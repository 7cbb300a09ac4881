//! Sketch surface trait definitions
//!
//! These traits define the drawing capabilities a host sketch must provide.
//! The generator only ever talks to a `dyn SketchSurface`, so the host CAD
//! document, the in-memory recording sketch and test doubles are
//! interchangeable.

use glam::DVec2;
use serde::{Deserialize, Serialize};
use thiserror::Error;
use uuid::Uuid;

/// Sweep of every arc drawn through [`SketchSurface::add_arc`], in degrees
pub const ARC_SWEEP_DEGREES: f64 = 45.0;

/// Handle to a point that exists on a surface
#[derive(Debug, Clone, Copy, PartialEq, Serialize, Deserialize)]
pub struct PointHandle {
    /// Surface-assigned identifier
    pub id: Uuid,
    /// Position at the time the handle was issued
    pub position: DVec2,
}

impl PointHandle {
    /// Create a new point handle
    pub fn new(id: Uuid, position: DVec2) -> Self {
        Self { id, position }
    }
}

/// Whether a line is part of the profile or a reference only
#[derive(Debug, Clone, Copy, PartialEq, Eq, Default, Serialize, Deserialize)]
pub enum LineKind {
    /// Part of the manufacturable profile
    #[default]
    Normal,
    /// Reference-only geometry
    Construction,
}

/// Handle to a line that exists on a surface
#[derive(Debug, Clone, Copy, PartialEq, Serialize, Deserialize)]
pub struct LineHandle {
    /// Surface-assigned identifier
    pub id: Uuid,
    /// Start point
    pub start: PointHandle,
    /// End point
    pub end: PointHandle,
    /// Line kind
    pub kind: LineKind,
}

impl LineHandle {
    /// Whether this is a construction line
    pub fn is_construction(&self) -> bool {
        self.kind == LineKind::Construction
    }
}

/// Turn sense of a 45° arc, named after the quadrant it sweeps through
#[derive(Debug, Clone, Copy, PartialEq, Eq, Hash, Serialize, Deserialize)]
pub enum ArcOrientation {
    /// Center at -radius in x, sweep +45°
    Q1,
    /// Center at +radius in x, sweep +45°
    Q2,
    /// Center at +radius in x, sweep -45°
    Q3,
    /// Center at -radius in x, sweep -45°
    Q4,
}

impl ArcOrientation {
    /// Offset from the start point to the arc center
    pub fn center_offset(self, radius: f64) -> DVec2 {
        match self {
            ArcOrientation::Q1 | ArcOrientation::Q4 => DVec2::new(-radius, 0.0),
            ArcOrientation::Q2 | ArcOrientation::Q3 => DVec2::new(radius, 0.0),
        }
    }

    /// Signed sweep angle in radians
    pub fn sweep(self) -> f64 {
        match self {
            ArcOrientation::Q1 | ArcOrientation::Q2 => ARC_SWEEP_DEGREES.to_radians(),
            ArcOrientation::Q3 | ArcOrientation::Q4 => -ARC_SWEEP_DEGREES.to_radians(),
        }
    }

    /// Center of an arc of `radius` starting at `start`
    pub fn center_for(self, start: DVec2, radius: f64) -> DVec2 {
        start + self.center_offset(radius)
    }

    /// Free end of an arc of `radius` starting at `start`
    pub fn end_for(self, start: DVec2, radius: f64) -> DVec2 {
        let center = self.center_for(start, radius);
        center + DVec2::from_angle(self.sweep()).rotate(start - center)
    }

    /// Get all orientations
    pub fn all() -> [ArcOrientation; 4] {
        [
            ArcOrientation::Q1,
            ArcOrientation::Q2,
            ArcOrientation::Q3,
            ArcOrientation::Q4,
        ]
    }
}

/// Handle to an arc that exists on a surface
#[derive(Debug, Clone, Copy, PartialEq, Serialize, Deserialize)]
pub struct ArcHandle {
    /// Surface-assigned identifier
    pub id: Uuid,
    /// Point the arc was drawn from
    pub start: PointHandle,
    /// Arc center
    pub center: PointHandle,
    /// Free end of the arc
    pub end: PointHandle,
    /// Arc radius
    pub radius: f64,
    /// Signed sweep in radians
    pub sweep: f64,
}

/// A curve taking part in a tangency
#[derive(Debug, Clone, Copy, PartialEq)]
pub enum CurveRef {
    /// A line
    Line(LineHandle),
    /// An arc
    Arc(ArcHandle),
}

impl CurveRef {
    /// Identifier of the referenced curve
    pub fn id(&self) -> Uuid {
        match self {
            CurveRef::Line(line) => line.id,
            CurveRef::Arc(arc) => arc.id,
        }
    }

    /// Whether the referenced curve is construction geometry
    pub fn is_construction(&self) -> bool {
        match self {
            CurveRef::Line(line) => line.is_construction(),
            CurveRef::Arc(_) => false,
        }
    }
}

impl From<LineHandle> for CurveRef {
    fn from(line: LineHandle) -> Self {
        CurveRef::Line(line)
    }
}

impl From<ArcHandle> for CurveRef {
    fn from(arc: ArcHandle) -> Self {
        CurveRef::Arc(arc)
    }
}

/// Error type for surface operations
#[derive(Debug, Clone, Error)]
pub enum SurfaceError {
    #[error("Unknown sketch entity: {0}")]
    UnknownEntity(Uuid),

    #[error("Entity {0} is not a line")]
    NotALine(Uuid),

    #[error("Entity {0} is not a curve")]
    NotACurve(Uuid),

    #[error("Construction line {0} cannot take part in a tangency")]
    ConstructionTangent(Uuid),

    #[error("Invalid geometry: {0}")]
    InvalidGeometry(String),

    #[error("Surface not available: {0}")]
    SurfaceNotAvailable(String),

    #[error("Operation failed: {0}")]
    OperationFailed(String),
}

/// Result type for surface operations
pub type SurfaceResult<T> = Result<T, SurfaceError>;

/// Drawing capabilities of a host sketch.
///
/// Every call mutates the surface immediately. Implementations never roll
/// back on error; discarding a half-drawn sketch is up to the caller.
pub trait SketchSurface {
    /// Get the surface name
    fn name(&self) -> &str;

    /// The fixed sketch origin
    fn origin(&self) -> PointHandle;

    /// Add a free point
    fn add_point(&mut self, position: DVec2) -> SurfaceResult<PointHandle>;

    /// Add a line between two existing points
    fn add_line(
        &mut self,
        start: &PointHandle,
        end: &PointHandle,
        kind: LineKind,
    ) -> SurfaceResult<LineHandle>;

    /// Add a 45° arc starting at an existing point.
    ///
    /// The center and free end are created by the surface according to
    /// `orientation`.
    fn add_arc(
        &mut self,
        start: &PointHandle,
        radius: f64,
        orientation: ArcOrientation,
    ) -> SurfaceResult<ArcHandle>;

    /// Constrain a line to be vertical
    fn add_vertical(&mut self, line: &LineHandle) -> SurfaceResult<()>;

    /// Constrain a line to be horizontal
    fn add_horizontal(&mut self, line: &LineHandle) -> SurfaceResult<()>;

    /// Constrain two curves to be tangent
    fn add_tangent(&mut self, a: CurveRef, b: CurveRef) -> SurfaceResult<()>;

    /// Add a distance dimension between two points, labelled at `label`
    fn add_distance_dimension(
        &mut self,
        a: &PointHandle,
        b: &PointHandle,
        label: DVec2,
    ) -> SurfaceResult<()>;

    /// Add an angular dimension between two lines, labelled at `label`.
    ///
    /// With `angle_degrees` set, the dimension drives the angle to that
    /// value; otherwise it takes the current angle.
    fn add_angular_dimension(
        &mut self,
        a: &LineHandle,
        b: &LineHandle,
        label: DVec2,
        angle_degrees: Option<f64>,
    ) -> SurfaceResult<()>;
}

/// A surface that refuses every drawing call (used when no host sketch is active)
#[derive(Debug, Default)]
pub struct NullSurface;

impl NullSurface {
    fn unavailable<T>() -> SurfaceResult<T> {
        Err(SurfaceError::SurfaceNotAvailable(
            "No active sketch".into(),
        ))
    }
}

impl SketchSurface for NullSurface {
    fn name(&self) -> &str {
        "null"
    }

    fn origin(&self) -> PointHandle {
        PointHandle::new(Uuid::nil(), DVec2::ZERO)
    }

    fn add_point(&mut self, _position: DVec2) -> SurfaceResult<PointHandle> {
        Self::unavailable()
    }

    fn add_line(
        &mut self,
        _start: &PointHandle,
        _end: &PointHandle,
        _kind: LineKind,
    ) -> SurfaceResult<LineHandle> {
        Self::unavailable()
    }

    fn add_arc(
        &mut self,
        _start: &PointHandle,
        _radius: f64,
        _orientation: ArcOrientation,
    ) -> SurfaceResult<ArcHandle> {
        Self::unavailable()
    }

    fn add_vertical(&mut self, _line: &LineHandle) -> SurfaceResult<()> {
        Self::unavailable()
    }

    fn add_horizontal(&mut self, _line: &LineHandle) -> SurfaceResult<()> {
        Self::unavailable()
    }

    fn add_tangent(&mut self, _a: CurveRef, _b: CurveRef) -> SurfaceResult<()> {
        Self::unavailable()
    }

    fn add_distance_dimension(
        &mut self,
        _a: &PointHandle,
        _b: &PointHandle,
        _label: DVec2,
    ) -> SurfaceResult<()> {
        Self::unavailable()
    }

    fn add_angular_dimension(
        &mut self,
        _a: &LineHandle,
        _b: &LineHandle,
        _label: DVec2,
        _angle_degrees: Option<f64>,
    ) -> SurfaceResult<()> {
        Self::unavailable()
    }
}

- - - -

| WORK INSTRUCTION |
Set down the lines of the listing word for word, from its first line through the line containing "the host CAD". Both of those lines belong in the answer, and no others do.

| TASK OUTPUT |
repository 7cbb300a09ac4881
//! Sketch surface trait definitions
//!
//! These traits define the drawing capabilities a host sketch must provide.
//! The generator only ever talks to a `dyn SketchSurface`, so the host CAD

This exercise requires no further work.